Doña Urraca
La primera vez que la vi el cielo se derrumbaba sin terminar de llover sobre el suelo; una tenue constelación de gotas de agua se dejaba caer acariciando el mundo a su paso, y estrellándose inevitablemente contra su piel.
Yo caminaba con ese paso lento que caracteriza a los que se han olvidado ya hasta de su propio camino, acostumbrado a oír el ritmo lento de sus pies. Ella era apenas una figura a ratos pálida y negra, inmóvil en el punto de fuga de la perspectiva del cuadro.
Nunca nos dijimos una sola palabra. Apenas nos cruzamos las miradas una sola vez. Si acaso un leve roce de la ropa al cruzarnos en aquellas escaleras por las que yo siempre habría de bajar, y en las que ella construyó su mirador al mundo.
En mi corazón, yo la llamaba Doña Urraca.
Y se desgranaron meses y años, vidas enteras repetidas una y otra vez, con la misma escena de fondo. Unos pies que se perdían cuesta abajo en una escalera gris, una mirada atenta perdida en perspectiva caballera. Una cortina de agua que sin terminar de caer, nos empapaba.

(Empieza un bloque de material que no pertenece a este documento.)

pub mod commands;

use anyhow::Result;
use clap::{Parser, Subcommand};
use std::path::PathBuf;
use tracing::info;

use crate::config::{FileConfigManager, PropertyType};
use crate::scheduler::platform_registrar;

#[derive(Parser)]
#[command(author, version, about, long_about = None)]
pub struct Cli {
    /// Configuration file, created with defaults if missing
    #[arg(short, long, global = true, default_value = "config.toml")]
    config: PathBuf,

    #[command(subcommand)]
    command: Commands,
}

#[derive(Subcommand)]
enum Commands {
    /// Search every configured site now
    RunNow {
        /// Override the saved location
        #[arg(short, long)]
        location: Option<String>,

        /// Override the saved property types (repeatable)
        #[arg(short = 't', long = "type")]
        property_types: Vec<PropertyType>,

        /// Override the saved target sites (repeatable)
        #[arg(short, long = "site")]
        sites: Vec<String>,

        #[arg(long)]
        min_price: Option<u64>,

        #[arg(long)]
        max_price: Option<u64>,

        /// Override the lookback window in days
        #[arg(short, long)]
        days: Option<u32>,

        /// Show the browser windows
        #[arg(long)]
        headed: bool,

        /// Do not email the report
        #[arg(long)]
        no_email: bool,

        /// Print progress events to stdout as JSON lines
        #[arg(long)]
        events: bool,
    },

    /// Entry point for the OS scheduled task
    RunScheduled,

    /// Stay resident and run at the configured times, catching up after downtime
    Daemon,

    /// Register the OS scheduled task
    InstallSchedule {
        /// Daily run time as HH:MM (repeatable); defaults to the configured times
        #[arg(short, long = "time")]
        times: Vec<String>,
    },

    /// Remove the OS scheduled task
    RemoveSchedule,

    /// Show schedule registration and the latest run
    Status {
        #[arg(long)]
        json: bool,
    },

    /// Print the listings from the latest run
    Results {
        #[arg(long)]
        json: bool,
    },
}

pub fn parse_args() -> Cli {
    Cli::parse()
}

pub async fn process_command(cli: Cli) -> Result<()> {
    let config_manager = FileConfigManager::new(cli.config);

    match cli.command {
        Commands::RunNow {
            location,
            property_types,
            sites,
            min_price,
            max_price,
            days,
            headed,
            no_email,
            events,
        } => {
            let overrides = commands::RunOverrides {
                location,
                property_types,
                sites,
                min_price,
                max_price,
                days,
                headed,
            };
            info!("Starting manual run");
            commands::run_now(&config_manager, overrides, !no_email, events).await
        }
        Commands::RunScheduled => {
            info!("Starting scheduled run");
            commands::run_scheduled(&config_manager).await
        }
        Commands::Daemon => commands::daemon(&config_manager).await,
        Commands::InstallSchedule { times } => {
            let registrar = platform_registrar();
            commands::install_schedule(&config_manager, &times, registrar.as_ref()).await
        }
        Commands::RemoveSchedule => {
            let registrar = platform_registrar();
            commands::remove_schedule(&config_manager, registrar.as_ref()).await
        }
        Commands::Status { json } => {
            let registrar = platform_registrar();
            commands::status(&config_manager, registrar.as_ref(), json).await
        }
        Commands::Results { json } => commands::results(&config_manager, json).await,
    }
}

#[cfg(test)]
mod tests {
    use super::*;

    #[test]
    fn verify_cli() {
        use clap::CommandFactory;
        Cli::command().debug_assert()
    }

    #[test]
    fn test_run_now_overrides_parse() {
        let cli = Cli::try_parse_from([
            "cre-crawler",
            "--config",
            "other.toml",
            "run-now",
            "--type",
            "office",
            "-t",
            "multifamily",
            "--site",
            "loopnet.com",
            "--min-price",
            "500000",
            "--no-email",
        ])
        .unwrap();

        assert_eq!(cli.config, PathBuf::from("other.toml"));
        match cli.command {
            Commands::RunNow {
                property_types,
                sites,
                min_price,
                no_email,
                events,
                ..
            } => {
                assert_eq!(property_types, vec![PropertyType::Office, PropertyType::MultiFamily]);
                assert_eq!(sites, vec!["loopnet.com"]);
                assert_eq!(min_price, Some(500_000));
                assert!(no_email);
                assert!(!events);
            }
            _ => panic!("expected run-now"),
        }
    }

    #[test]
    fn test_unknown_property_type_is_rejected() {
        assert!(Cli::try_parse_from(["cre-crawler", "run-now", "--type", "castle"]).is_err());
    }

    #[test]
    fn test_install_schedule_times() {
        let cli = Cli::try_parse_from(["cre-crawler", "install-schedule", "--time", "03:00", "--time", "15:30"]).unwrap();
        match cli.command {
            Commands::InstallSchedule { times } => assert_eq!(times, vec!["03:00", "15:30"]),
            _ => panic!("expected install-schedule"),
        }
    }
}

Pronto mis pasos se hicieron más lentos para poder observarla. No sé cuántas veces jugamos sin querer a la caricia que uno envuelve con la indiferencia rutinaria del “estás aquí como ayer, y te veré mañana”. Sé que cada vez, en su pecho se escondía más abiertamente una discreta bienvenida. Tal vez por el murmullo leve de sus pies al acercarme. Sin saberlo, se quedaba prisionera de mi olor, como yo moría cada vez que sentía sus ojos como un puñal de acero acariciándome la espalda.
Y nos vimos los dos envejecer cada mañana.
Un día, sin embargo, Doña Urraca ya no estaba. Quise encontrarla, pero se me había perdido en el ayer aquella figura altiva y solitaria. Y se me antojó la fiesta funeraria, las lágrimas del no saber que hacer, la falta. Y entonces me di cuenta de que con los años, aquella que pudo haber sido mi mujer, a cada paso sin hablar trenzaba su camino inexorable hacia mi alma.
Cuando se fue, sin darme cuenta, algo se había llevado entre sus garras, y supe que jamás se equivocó mi corazón cuando en silencio, al recodrdarla, la llamaba Doña Urraca.